La consigliera regionale del Pd, Monica Sambo: “Serve un’azione rapida, concreta e verificabile, perché la salvaguardia non è propaganda, è lavoro, sicurezza e futuro della città”
“In queste ore Venezia vive l’ennesima situazione grave: risorse già stanziate per Mose e salvaguardia risultano di fatto bloccate, con il rischio di rallentare attività essenziali, manutenzioni e pagamenti, scaricando le conseguenze su lavoratrici, lavoratori e imprese”. A dichiararlo, oltre al segretario del Partito Democratico del Veneto, Andrea Martella, è anche la consigliera regionale della lista Partito Democratico-Manildo Presidente, Monica Sambo.

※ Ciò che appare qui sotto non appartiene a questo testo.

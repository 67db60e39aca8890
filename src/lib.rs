pub mod app;
pub mod components;
pub mod config;
pub mod game;
pub mod menu;
pub mod menu_types;
pub mod progress;
pub mod puzzle;
pub mod session;
pub mod systems;
pub mod ui;

#[cfg(test)]
mod tests;

use bevy_ecs::prelude::Resource;
use std::time::{Duration, Instant};

#[derive(Resource, Debug, Clone)]
pub struct Time {
    delta: Duration,
    last_update: Instant,
}

impl Default for Time {
    fn default() -> Self {
        Self::new()
    }
}

impl Time {
    #[must_use]
    pub fn new() -> Self {
        Self {
            delta: Duration::default(),
            last_update: Instant::now(),
        }
    }

    pub fn update(&mut self) {
        let now = Instant::now();
        self.delta = now.duration_since(self.last_update);
        self.last_update = now;
    }

    #[must_use]
    pub fn delta(&self) -> Duration {
        self.delta
    }

    #[must_use]
    pub fn delta_seconds(&self) -> f32 {
        self.delta.as_secs_f32()
    }
}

“Di fronte a un tema così delicato e urgente, colpisce la totale assenza politica del sindaco Brugnaro: nessuna presa di posizione chiara, nessuna iniziativa pubblica all’altezza, nessun segnale di guida – continua Sambo -. La città è lasciata sola, come se l’emergenza non riguardasse Venezia e la sua sicurezza”.
“Per questo, chiedo l’immediato intervento del presidente della Regione Veneto, Alberto Stefani, che ha il dovere istituzionale di farsi carico della tutela di Venezia – afferma con fermezza la consigliera regionale -. Invito pertanto il presidente, a convocare subito un tavolo con Comune, Autorità competenti e parti sociali, e pretenda dal Governo lo sblocco immediato delle risorse e garanzie certe su continuità operativa e tutela occupazionale”.
“Venezia non può essere abbandonata. Quando manca il sindaco, non può mancare anche la Regione. Serve un’azione rapida, concreta e verificabile, perché la salvaguardia non è propaganda, è lavoro, sicurezza e futuro della città”, conclude Monica Sambo.